Episode 8
Avant tout, mettre en place la structure exécutive : cinq femmes représentant chacune un continent, le choix de ce dernier étant le fruit d'un concours fortuit du hasard et de la nécessité.
Ces cinq femmes organisèrent ensuite leurs réseaux et leurs équipes. A l'ère du message électronique et du cyber-forum « on line » ou asynchrone, rien de plus facile que l'ubiquité : pour peu que vous ayez une adresse eMail, vous voilà mobilisable instantanément et à tout moment, vous et vos compétences, vos carnets d'adresses, vos circuits de connaissances divers et variés, vos passions, vos dons, vos qualités et vos défauts, vos expériences passées, présentes et à venir, etc.

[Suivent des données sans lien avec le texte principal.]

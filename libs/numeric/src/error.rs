//! Error types for the numeric-value engine

use thiserror::Error;

/// Result type alias
pub type Result<T> = std::result::Result<T, Error>;

/// Errors produced while parsing or combining numeric values.
///
/// Tokenizing and component grouping never fail; failures surface at the
/// "parse a component value" boundary (`Syntax`) and at the reification /
/// type-algebra boundary (`Type`). The simplifier is total and returns an
/// unreduced tree instead of raising.
#[derive(Error, Debug, Clone, PartialEq)]
pub enum Error {
    #[error("Syntax error: {0}")]
    Syntax(String),

    #[error("Type error: {0}")]
    Type(String),
}
//! Token types for the CSS tokenizer
//!
//! The closed set of tokens from CSS Syntax Level 3 that the engine
//! consumes. Tokens are ephemeral: they only live long enough to be
//! grouped into component values.

/// A CSS token.
#[derive(Debug, Clone, PartialEq)]
pub enum CssToken {
    Ident(String),
    /// A function name immediately followed by `(`, e.g. `calc(`.
    Function(String),
    AtKeyword(String),
    Hash(String),
    String(String),
    BadString,
    Url(String),
    BadUrl,
    /// Any code point with no token of its own.
    Delim(char),
    Number {
        value: f64,
        is_integer: bool,
    },
    Percentage(f64),
    Dimension {
        value: f64,
        is_integer: bool,
        unit: String,
    },
    /// A run of whitespace, collapsed to a single token.
    Whitespace,
    /// `<!--`
    Cdo,
    /// `-->`
    Cdc,
    Colon,
    Semicolon,
    Comma,
    OpenParen,
    CloseParen,
    OpenBracket,
    CloseBracket,
    OpenBrace,
    CloseBrace,
}

impl CssToken {
    /// The close token matching an open-bracket token, if this is one.
    pub fn mirror(&self) -> Option<CssToken> {
        match self {
            CssToken::OpenParen => Some(CssToken::CloseParen),
            CssToken::OpenBracket => Some(CssToken::CloseBracket),
            CssToken::OpenBrace => Some(CssToken::CloseBrace),
            _ => None,
        }
    }
}
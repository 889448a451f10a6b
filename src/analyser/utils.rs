//! Contains utilities and helper functions that aid in Packet processing.
use chrono::Local;

use super::containers::Timestamp;

/// Source of packet timestamps.
pub trait Clock {
    fn now(&self) -> Timestamp;
}

/// Local wall-clock time.
#[derive(Clone, Copy, Debug, Default)]
pub struct SystemClock;

impl Clock for SystemClock {
    fn now(&self) -> Timestamp {
        Local::now()
    }
}

/// `HH:MM:SS[mmmm]` rendering of a timestamp, local time with milliseconds.
pub fn log_time(tick: &Timestamp) -> String {
    format!("{}[{:04}]", tick.format("%H:%M:%S"), tick.timestamp_subsec_millis())
}

#[cfg(test)]
mod tests {
    use super::*;
    use chrono::TimeZone;

    #[test]
    fn log_time_has_millisecond_suffix() {
        let tick = Local.with_ymd_and_hms(2024, 3, 1, 13, 5, 9).unwrap()
            + chrono::Duration::milliseconds(42);
        assert_eq!(log_time(&tick), "13:05:09[0042]");
    }
}
//! Classification of framed packets against the signature table.
use super::patterns::{PatternId, PATTERNS};

/// Finds the first table entry matching `bytes` (a complete framed packet).
///
/// Entries are gated by length first: only those whose `total_length` equals
/// `bytes.len() - 2` are compared, and the comparison starts after the SOP.
/// Returns `None` for unknown packets and for packets too short to carry a
/// signature.
pub fn classify(bytes: &[u8]) -> Option<PatternId> {
    let len = bytes.len();
    if len <= 2 {
        log::warn!("Packet too short to classify ({len} bytes)");
        return None;
    }

    let found = PATTERNS
        .iter()
        .position(|entry| entry.framed_length() == len && bytes[1..].starts_with(entry.signature()))
        .map(PatternId);

    if found.is_none() {
        log::debug!("No signature matches {}", hex::encode_upper(bytes));
    }

    found
}

#[cfg(test)]
mod tests {
    use super::*;
    use crate::analyser::patterns::find_by_name;

    fn id(name: &str) -> Option<PatternId> {
        Some(find_by_name(name).unwrap())
    }

    /// SOP + signature + parameter filler + terminator for a table entry.
    fn synthetic(entry_index: usize, filler: u8) -> Vec<u8> {
        let entry = &PATTERNS[entry_index];
        let mut bytes = vec![0x81];
        bytes.extend_from_slice(entry.signature());
        bytes.resize(entry.total_length + 1, filler);
        bytes.push(0xFF);
        bytes
    }

    #[test]
    fn every_entry_is_reachable() {
        for (index, entry) in PATTERNS.iter().enumerate() {
            let found = classify(&synthetic(index, 0x00)).unwrap();
            // an earlier entry with the same length and signature shadows a later one
            let shadow = found.entry();
            assert_eq!(shadow.framed_length(), entry.framed_length(), "{}", entry.name);
            assert!(entry.signature().starts_with(shadow.signature()), "{}", entry.name);
            assert!(found.0 <= index);
        }
    }

    #[test]
    fn entries_with_distinct_signatures_classify_to_themselves() {
        for (index, entry) in PATTERNS.iter().enumerate() {
            let shadowed = PATTERNS[..index].iter().any(|earlier| {
                earlier.total_length == entry.total_length
                    && entry.signature().starts_with(earlier.signature())
            });
            if shadowed {
                continue;
            }
            for filler in [0x00, 0x07, 0x0F] {
                let found = classify(&synthetic(index, filler));
                assert_eq!(found, Some(PatternId(index)), "{}", entry.name);
            }
        }
    }

    #[test]
    fn shared_reply_byte_is_split_by_length() {
        assert_eq!(classify(&[0x90, 0x50, 0xFF]), id("RPL: Done"));
        assert_eq!(classify(&[0x90, 0x50, 0x02, 0xFF]), id("RPL: Byte"));
        assert_eq!(classify(&[0x90, 0x50, 0x01, 0x02, 0x03, 0x04, 0xFF]), id("RPL: Word"));
    }

    #[test]
    fn sop_byte_is_ignored() {
        assert_eq!(classify(&[0x81, 0x01, 0x04, 0x00, 0x02, 0xFF]), id("CMD: Power"));
        assert_eq!(classify(&[0x88, 0x01, 0x04, 0x00, 0x03, 0xFF]), id("CMD: Power"));
    }

    #[test]
    fn parameters_are_not_compared() {
        let zoom = [0x81, 0x01, 0x04, 0x47, 0x01, 0x02, 0x03, 0x04, 0xFF];
        assert_eq!(classify(&zoom), id("CMD: ZoomDirect"));
        assert_eq!(classify(&[0x81, 0x01, 0x04, 0x74, 0x02, 0xFF]), id("CMD: Title"));
    }

    #[test]
    fn not_executable_wins_over_generic_error() {
        assert_eq!(classify(&[0x90, 0x61, 0x41, 0xFF]), id("RPL: Not Executable"));
        assert_eq!(classify(&[0x90, 0x62, 0x41, 0xFF]), id("RPL: Not Executable Sock2"));
        assert_eq!(classify(&[0x90, 0x61, 0x02, 0xFF]), id("RPL: **ERROR**"));
        assert_eq!(classify(&[0x90, 0x62, 0x03, 0xFF]), id("RPL: **ERROR** Sock2"));
    }

    #[test]
    fn short_packets_are_never_classified() {
        assert_eq!(classify(&[]), None);
        assert_eq!(classify(&[0x90]), None);
        assert_eq!(classify(&[0x90, 0xFF]), None);
    }

    #[test]
    fn unknown_signature() {
        assert_eq!(classify(&[0x81, 0x01, 0x7E, 0x01, 0x00, 0xFF]), None);
        // right signature, wrong length
        assert_eq!(classify(&[0x90, 0x41, 0x00, 0xFF]), None);
    }
}
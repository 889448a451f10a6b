//! Rendering of trace records and session results.
pub mod output;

Elles se mobilisèrent donc les unes, les autres ; chacune trouva moyen d'apporter à la cause commune le meilleur d'elle-même et quand on sait ce dont elles sont capables, le meilleur d'elles-mêmes fut à la hauteur de tout ce qu'on aurait pu imaginer de meilleur !
Quoi de plus imaginatif, et de plus insensé en même temps, que ce projet si fou et si extraordinaire qui devait rien moins que de décider du destin d'un homme, n'importe quel homme pourvu qu'il ne soit pas trop facile à manipuler, téléguider, influencer, mener, emmener, démener, détourner de son chemin d'homme réalisant un devenir banal, logique certes, mais si convenu... Et dans « convenu », il n'y a pas que « venu »…

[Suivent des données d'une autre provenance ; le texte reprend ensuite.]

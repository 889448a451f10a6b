//! Table of known VISCA command and reply signatures.
//!
//! Signatures are compared from payload offset 1, i.e. without the SOP byte,
//! since the SOP only encodes sender/receiver addresses. `total_length` counts
//! the bytes between SOP and terminator, parameters included.
//!
//! Order matters: classification is first match among entries of the right
//! length, so entries are kept in the order the device documentation lists them.
use std::fmt;

/// Whether a signature is sent by the controller or by the camera.
#[derive(Clone, Copy, Debug, PartialEq, Eq)]
pub enum PatternKind {
    Command,
    Reply,
}

/// One known signature.
#[derive(Debug)]
pub struct PatternEntry {
    pub prefix: &'static [u8],
    pub total_length: usize,
    pub comparable_length: usize,
    pub name: &'static str,
    pub kind: PatternKind,
}

impl PatternEntry {
    const fn new(
        prefix: &'static [u8],
        total_length: usize,
        comparable_length: usize,
        name: &'static str,
        kind: PatternKind,
    ) -> Self {
        Self {
            prefix,
            total_length,
            comparable_length,
            name,
            kind,
        }
    }

    const fn command(
        prefix: &'static [u8],
        total: usize,
        compared: usize,
        name: &'static str,
    ) -> Self {
        Self::new(prefix, total, compared, name, PatternKind::Command)
    }

    const fn reply(
        prefix: &'static [u8],
        total: usize,
        compared: usize,
        name: &'static str,
    ) -> Self {
        Self::new(prefix, total, compared, name, PatternKind::Reply)
    }

    /// Framed size (SOP + body + terminator) a packet needs to match this entry.
    pub fn framed_length(&self) -> usize {
        self.total_length + 2
    }

    /// The bytes actually compared, parameters excluded.
    pub fn signature(&self) -> &'static [u8] {
        &self.prefix[..self.comparable_length]
    }
}

/// Stable index into [PATTERNS].
#[derive(Clone, Copy, Debug, PartialEq, Eq, Hash)]
pub struct PatternId(pub usize);

impl PatternId {
    pub fn entry(self) -> &'static PatternEntry {
        &PATTERNS[self.0]
    }

    pub fn name(self) -> &'static str {
        self.entry().name
    }

    pub fn kind(self) -> PatternKind {
        self.entry().kind
    }
}

impl fmt::Display for PatternId {
    fn fmt(&self, f: &mut fmt::Formatter) -> fmt::Result {
        f.write_str(self.name())
    }
}

/// Display marker for packets matching no entry.
pub const UNKNOWN_NAME: &str = "??";

pub static PATTERNS: [PatternEntry; 37] = [
    PatternEntry::command(&[0x01, 0x00, 0x01], 3, 3, "CMD: IfClear"),
    // on=0x02 off=0x03
    PatternEntry::command(&[0x01, 0x04, 0x00], 4, 3, "CMD: Power"),
    // stop, tele(2p) or wide(3p) with speed p
    PatternEntry::command(&[0x01, 0x04, 0x07], 4, 3, "CMD: Zoom"),
    PatternEntry::command(&[0x01, 0x04, 0x08], 4, 3, "CMD: Focus"),
    PatternEntry::command(&[0x01, 0x04, 0x0B], 4, 3, "CMD: Iris"),
    PatternEntry::command(&[0x01, 0x04, 0x10, 0x05], 4, 4, "CMD: WBTrigger"),
    PatternEntry::command(&[0x01, 0x04, 0x18, 0x01], 4, 4, "CMD: FocusTrigger"),
    PatternEntry::command(&[0x01, 0x04, 0x35], 4, 3, "CMD: WB"),
    PatternEntry::command(&[0x01, 0x04, 0x36, 0x00], 4, 4, "CMD: DZoom"),
    PatternEntry::command(&[0x01, 0x04, 0x38], 4, 3, "CMD: FocusMode"),
    PatternEntry::command(&[0x01, 0x04, 0x39], 4, 3, "CMD: AE"),
    // four position nibbles
    PatternEntry::command(&[0x01, 0x04, 0x47], 7, 3, "CMD: ZoomDirect"),
    PatternEntry::command(&[0x01, 0x04, 0x62], 4, 3, "CMD: Freeze"),
    // only the "off" form is known, the trailing 0x03 is not compared
    PatternEntry::command(&[0x01, 0x04, 0x74, 0x03], 4, 3, "CMD: Title"),
    PatternEntry::command(&[0x09, 0x04, 0x00], 3, 3, "CMD: PowerInq"),
    PatternEntry::command(&[0x09, 0x04, 0x38], 3, 3, "CMD: FocusModeInq"),
    PatternEntry::command(&[0x09, 0x04, 0x48], 3, 3, "CMD: FocusPositionInq"),
    PatternEntry::command(&[0x09, 0x04, 0x39], 3, 3, "CMD: AEModeInq"),
    PatternEntry::command(&[0x09, 0x04, 0x47], 3, 3, "CMD: ZoomPosInq"),
    PatternEntry::command(&[0x09, 0x04, 0x4B], 3, 3, "CMD: IrisPosInq"),
    PatternEntry::command(&[0x09, 0x04, 0x62], 3, 3, "CMD: FreezeModeInq"),
    // usually broadcast with SOP 0x88
    PatternEntry::command(&[0x30, 0x01], 2, 2, "CMD: SetAdress"),
    // direction: 0=stop 1=left 2=right
    PatternEntry::command(&[0x77, 0x01], 3, 2, "CMD: EXT_Turn"),
    PatternEntry::command(&[0x77, 0x02], 2, 2, "CMD: EXT_Pairing"),
    PatternEntry::reply(&[0x30, 0x02], 2, 2, "RPL: Address"),
    PatternEntry::reply(&[0x40], 1, 1, "RPL: Ack"),
    PatternEntry::reply(&[0x41], 1, 1, "RPL: Ack Sock1"),
    PatternEntry::reply(&[0x42], 1, 1, "RPL: Ack Sock2"),
    // 0x50 is shared by three reply shapes, only the length tells them apart
    PatternEntry::reply(&[0x50], 5, 1, "RPL: Word"),
    PatternEntry::reply(&[0x50], 2, 1, "RPL: Byte"),
    PatternEntry::reply(&[0x50], 1, 1, "RPL: Done"),
    PatternEntry::reply(&[0x51], 1, 1, "RPL: Done Sock1"),
    PatternEntry::reply(&[0x52], 1, 1, "RPL: Done Sock2"),
    PatternEntry::reply(&[0x61, 0x41], 2, 2, "RPL: Not Executable"),
    PatternEntry::reply(&[0x62, 0x41], 2, 2, "RPL: Not Executable Sock2"),
    // must stay behind the "not executable" entries of the same length
    PatternEntry::reply(&[0x61], 2, 1, "RPL: **ERROR**"),
    PatternEntry::reply(&[0x62], 2, 1, "RPL: **ERROR** Sock2"),
];

/// Looks an entry up by its display name.
#[cfg(test)]
pub fn find_by_name(name: &str) -> Option<PatternId> {
    PATTERNS.iter().position(|p| p.name == name).map(PatternId)
}

#[cfg(test)]
mod tests {
    use super::*;

    #[test]
    fn comparable_length_never_exceeds_prefix() {
        for entry in PATTERNS.iter() {
            assert!(entry.comparable_length <= entry.prefix.len(), "{}", entry.name);
            assert!(entry.comparable_length <= entry.total_length, "{}", entry.name);
        }
    }

    #[test]
    fn names_are_unique() {
        for (index, entry) in PATTERNS.iter().enumerate() {
            assert_eq!(find_by_name(entry.name), Some(PatternId(index)));
        }
    }

    #[test]
    fn commands_precede_replies() {
        let first_reply = PATTERNS
            .iter()
            .position(|p| p.kind == PatternKind::Reply)
            .unwrap();
        assert!(PATTERNS[first_reply..].iter().all(|p| p.kind == PatternKind::Reply));
    }
}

« Romance » ? Une entreprise de construction aux méthodes complètement imprévisibles, car inventées au fur et à mesure de son élaboration. Construction du récit dans ces moindres aléas, construction des décors dans leurs moindres détails, construction des acteurs dans leurs moindres actes manqués… Machiavel qui, pour des motifs d'efficacité, aurait changé de sexe et, comble de raffinement, aurait été multiplié à l'infini en autant de femmes aux pouvoirs indicibles mais si efficients…
Résumons : le cobaye avait été repéré par l'armée des veilleuses du net sur différents forums, « chat lines » et autres listes de diffusion. Il fut observé comme au microscope électronique, dans chacune de ses lignes échangées, dans chacun de ses déplacements électroniques, suivi à la trace par mille regards acérés, avides de renseignements plus ou moins personnels et caractéristiques.
Travail de fourmi, sauf qu'en l'occurrence le pluriel s'impose et que lorsque des fourmis s'additionnent, l'impact de leur action démultipliée, produit des effets inouïs sur le champ de leurs manœuvres : il a suffi de quarante et un jours, douze heures et vingt-neuf minutes pour qu'une vie entière soit aussi parfaitement appréhendée, comprise, connue, qu'une comptine enfantine serinée sans ménagement par une volée de fillettes dans une cour de récréation.
Tous les détails y étaient, jusqu'au temps de sommeil moyen, à la marque de cigarettes, au traitement médical habituel, aux vices cachés, aux allergies chroniques à l'ignorance dangereuse et au chocolat, aux manies les plus intimes et à cette habitude si personnelle de toujours finir son assiette quel qu'en soit le contenu. L'emploi du temps lui-même avait été décortiqué en séquences d'environ douze minutes chacune : un instant d'égarement ou de vagabondage intellectuel pouvait également être repéré ou prévu aussi aisément qu'un réflexe dans une situation sociale routinière.